> _Task details_
Return verbatim every line from the first line of the data below to the line that contains "let config = test_config(&tmp, extra);", inclusive, and no further.

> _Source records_
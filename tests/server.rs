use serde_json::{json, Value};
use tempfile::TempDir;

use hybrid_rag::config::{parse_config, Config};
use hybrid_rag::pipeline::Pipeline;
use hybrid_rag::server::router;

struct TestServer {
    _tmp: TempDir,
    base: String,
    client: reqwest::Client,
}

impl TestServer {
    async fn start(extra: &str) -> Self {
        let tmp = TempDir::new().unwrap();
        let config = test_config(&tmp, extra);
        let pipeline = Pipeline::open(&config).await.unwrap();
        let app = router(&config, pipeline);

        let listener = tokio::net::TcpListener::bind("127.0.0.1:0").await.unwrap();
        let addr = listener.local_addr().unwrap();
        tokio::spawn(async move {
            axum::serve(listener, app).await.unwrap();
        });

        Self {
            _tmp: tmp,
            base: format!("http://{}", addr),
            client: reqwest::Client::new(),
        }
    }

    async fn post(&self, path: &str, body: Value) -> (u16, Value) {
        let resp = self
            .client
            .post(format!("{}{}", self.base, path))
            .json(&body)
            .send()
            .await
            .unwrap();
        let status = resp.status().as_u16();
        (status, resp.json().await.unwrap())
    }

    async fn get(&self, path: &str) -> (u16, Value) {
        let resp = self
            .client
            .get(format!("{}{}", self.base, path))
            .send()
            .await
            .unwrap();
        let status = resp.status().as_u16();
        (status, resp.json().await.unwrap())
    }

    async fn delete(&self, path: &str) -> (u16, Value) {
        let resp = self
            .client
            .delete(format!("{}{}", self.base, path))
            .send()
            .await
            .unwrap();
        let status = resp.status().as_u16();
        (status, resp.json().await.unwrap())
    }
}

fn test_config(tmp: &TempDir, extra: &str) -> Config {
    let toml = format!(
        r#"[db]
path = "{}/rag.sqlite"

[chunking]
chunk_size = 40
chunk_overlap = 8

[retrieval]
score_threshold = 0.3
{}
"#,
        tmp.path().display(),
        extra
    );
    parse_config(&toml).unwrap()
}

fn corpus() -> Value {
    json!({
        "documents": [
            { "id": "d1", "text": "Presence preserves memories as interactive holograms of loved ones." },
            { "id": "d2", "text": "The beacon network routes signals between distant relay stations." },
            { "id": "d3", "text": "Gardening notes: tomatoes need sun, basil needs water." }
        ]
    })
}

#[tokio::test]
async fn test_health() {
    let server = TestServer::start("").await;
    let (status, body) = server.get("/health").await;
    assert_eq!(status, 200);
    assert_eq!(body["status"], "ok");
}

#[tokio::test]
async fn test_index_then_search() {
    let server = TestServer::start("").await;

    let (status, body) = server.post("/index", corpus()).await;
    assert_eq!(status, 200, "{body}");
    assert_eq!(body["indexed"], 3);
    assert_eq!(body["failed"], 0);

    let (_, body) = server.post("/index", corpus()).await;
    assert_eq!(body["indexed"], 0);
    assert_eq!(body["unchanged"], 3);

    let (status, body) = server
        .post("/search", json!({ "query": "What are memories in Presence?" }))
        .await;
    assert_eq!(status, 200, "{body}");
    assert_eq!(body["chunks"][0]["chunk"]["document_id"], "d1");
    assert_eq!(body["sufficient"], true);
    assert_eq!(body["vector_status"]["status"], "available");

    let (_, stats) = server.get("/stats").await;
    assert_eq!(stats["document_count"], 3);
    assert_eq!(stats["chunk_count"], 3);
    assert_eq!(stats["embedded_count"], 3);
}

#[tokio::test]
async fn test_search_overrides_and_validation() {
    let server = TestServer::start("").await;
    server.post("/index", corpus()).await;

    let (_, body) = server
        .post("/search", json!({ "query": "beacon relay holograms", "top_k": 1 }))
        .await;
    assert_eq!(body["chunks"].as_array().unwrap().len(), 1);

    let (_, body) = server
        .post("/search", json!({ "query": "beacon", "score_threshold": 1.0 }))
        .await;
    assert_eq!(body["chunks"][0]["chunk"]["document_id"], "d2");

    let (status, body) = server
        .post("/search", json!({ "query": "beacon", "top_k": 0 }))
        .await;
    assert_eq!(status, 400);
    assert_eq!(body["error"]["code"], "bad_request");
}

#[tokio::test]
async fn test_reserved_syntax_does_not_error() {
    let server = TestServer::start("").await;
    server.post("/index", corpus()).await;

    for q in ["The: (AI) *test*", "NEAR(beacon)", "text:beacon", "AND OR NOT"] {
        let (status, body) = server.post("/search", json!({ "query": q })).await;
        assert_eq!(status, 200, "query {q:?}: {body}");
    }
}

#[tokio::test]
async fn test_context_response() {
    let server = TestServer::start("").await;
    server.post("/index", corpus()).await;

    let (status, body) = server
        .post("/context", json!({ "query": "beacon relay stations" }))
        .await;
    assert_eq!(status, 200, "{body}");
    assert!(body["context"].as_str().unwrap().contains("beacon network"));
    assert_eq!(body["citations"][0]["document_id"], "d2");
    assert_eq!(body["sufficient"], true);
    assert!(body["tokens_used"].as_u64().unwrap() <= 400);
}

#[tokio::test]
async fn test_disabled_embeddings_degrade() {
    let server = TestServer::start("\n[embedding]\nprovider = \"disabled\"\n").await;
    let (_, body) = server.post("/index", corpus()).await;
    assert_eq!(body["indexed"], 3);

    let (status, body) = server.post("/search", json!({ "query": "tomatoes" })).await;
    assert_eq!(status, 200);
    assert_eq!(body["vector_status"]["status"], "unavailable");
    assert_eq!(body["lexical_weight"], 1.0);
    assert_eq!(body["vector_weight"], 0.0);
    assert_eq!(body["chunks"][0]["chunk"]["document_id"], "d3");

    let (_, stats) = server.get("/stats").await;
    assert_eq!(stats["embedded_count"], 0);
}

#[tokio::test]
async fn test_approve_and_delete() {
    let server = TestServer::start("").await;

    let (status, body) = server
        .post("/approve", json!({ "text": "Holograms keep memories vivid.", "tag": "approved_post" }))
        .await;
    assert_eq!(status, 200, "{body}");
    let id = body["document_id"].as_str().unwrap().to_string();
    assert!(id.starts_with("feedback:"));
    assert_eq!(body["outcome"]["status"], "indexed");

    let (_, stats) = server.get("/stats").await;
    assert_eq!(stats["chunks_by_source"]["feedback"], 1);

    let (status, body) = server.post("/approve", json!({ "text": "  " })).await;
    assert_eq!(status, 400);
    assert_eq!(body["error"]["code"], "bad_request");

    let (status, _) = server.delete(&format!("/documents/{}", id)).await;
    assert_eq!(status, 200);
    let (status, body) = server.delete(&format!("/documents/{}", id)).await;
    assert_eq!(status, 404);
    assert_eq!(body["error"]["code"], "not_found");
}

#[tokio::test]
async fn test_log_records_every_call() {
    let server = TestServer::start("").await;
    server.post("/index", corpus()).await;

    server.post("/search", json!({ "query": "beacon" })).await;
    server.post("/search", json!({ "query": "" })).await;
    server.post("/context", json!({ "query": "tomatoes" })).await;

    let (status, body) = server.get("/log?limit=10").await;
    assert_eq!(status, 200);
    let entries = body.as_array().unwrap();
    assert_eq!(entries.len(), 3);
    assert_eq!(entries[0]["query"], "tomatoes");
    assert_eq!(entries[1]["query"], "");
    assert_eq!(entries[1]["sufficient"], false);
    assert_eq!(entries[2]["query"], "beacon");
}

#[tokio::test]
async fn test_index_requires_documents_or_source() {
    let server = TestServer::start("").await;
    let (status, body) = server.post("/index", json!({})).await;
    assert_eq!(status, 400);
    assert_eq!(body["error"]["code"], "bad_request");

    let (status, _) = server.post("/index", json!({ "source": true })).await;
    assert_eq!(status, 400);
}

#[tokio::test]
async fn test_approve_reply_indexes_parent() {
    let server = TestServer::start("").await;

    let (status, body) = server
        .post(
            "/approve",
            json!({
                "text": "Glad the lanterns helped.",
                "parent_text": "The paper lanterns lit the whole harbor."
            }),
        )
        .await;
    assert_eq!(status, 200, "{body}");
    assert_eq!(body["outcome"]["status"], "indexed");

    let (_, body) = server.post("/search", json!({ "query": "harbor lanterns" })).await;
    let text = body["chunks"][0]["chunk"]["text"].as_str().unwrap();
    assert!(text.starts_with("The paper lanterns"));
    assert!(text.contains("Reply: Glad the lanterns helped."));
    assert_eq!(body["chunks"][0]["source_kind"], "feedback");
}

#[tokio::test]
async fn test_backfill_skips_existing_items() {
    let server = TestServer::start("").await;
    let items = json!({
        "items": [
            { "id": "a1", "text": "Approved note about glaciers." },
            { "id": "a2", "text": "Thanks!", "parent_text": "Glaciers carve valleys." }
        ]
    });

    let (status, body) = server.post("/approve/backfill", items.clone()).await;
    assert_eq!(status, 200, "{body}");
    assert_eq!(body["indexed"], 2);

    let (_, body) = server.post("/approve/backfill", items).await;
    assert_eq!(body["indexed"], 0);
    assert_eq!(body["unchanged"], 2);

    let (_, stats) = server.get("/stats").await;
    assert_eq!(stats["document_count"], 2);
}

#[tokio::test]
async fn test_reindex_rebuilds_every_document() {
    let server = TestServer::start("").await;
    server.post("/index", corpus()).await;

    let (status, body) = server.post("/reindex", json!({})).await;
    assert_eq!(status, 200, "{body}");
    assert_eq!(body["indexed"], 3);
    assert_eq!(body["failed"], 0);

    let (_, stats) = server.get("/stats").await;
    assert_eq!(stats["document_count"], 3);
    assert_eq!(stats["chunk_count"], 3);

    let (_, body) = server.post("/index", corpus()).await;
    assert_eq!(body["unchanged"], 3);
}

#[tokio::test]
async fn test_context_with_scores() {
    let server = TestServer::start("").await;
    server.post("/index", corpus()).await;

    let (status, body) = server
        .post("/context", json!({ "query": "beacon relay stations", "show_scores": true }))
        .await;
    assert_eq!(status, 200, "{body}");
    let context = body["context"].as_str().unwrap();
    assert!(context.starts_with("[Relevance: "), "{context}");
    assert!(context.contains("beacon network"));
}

> _Written response_
filename tests/server.rs
use serde_json::{json, Value};
use tempfile::TempDir;

use hybrid_rag::config::{parse_config, Config};
use hybrid_rag::pipeline::Pipeline;
use hybrid_rag::server::router;

struct TestServer {
    _tmp: TempDir,
    base: String,
    client: reqwest::Client,
}

impl TestServer {
    async fn start(extra: &str) -> Self {
        let tmp = TempDir::new().unwrap();
        let config = test_config(&tmp, extra);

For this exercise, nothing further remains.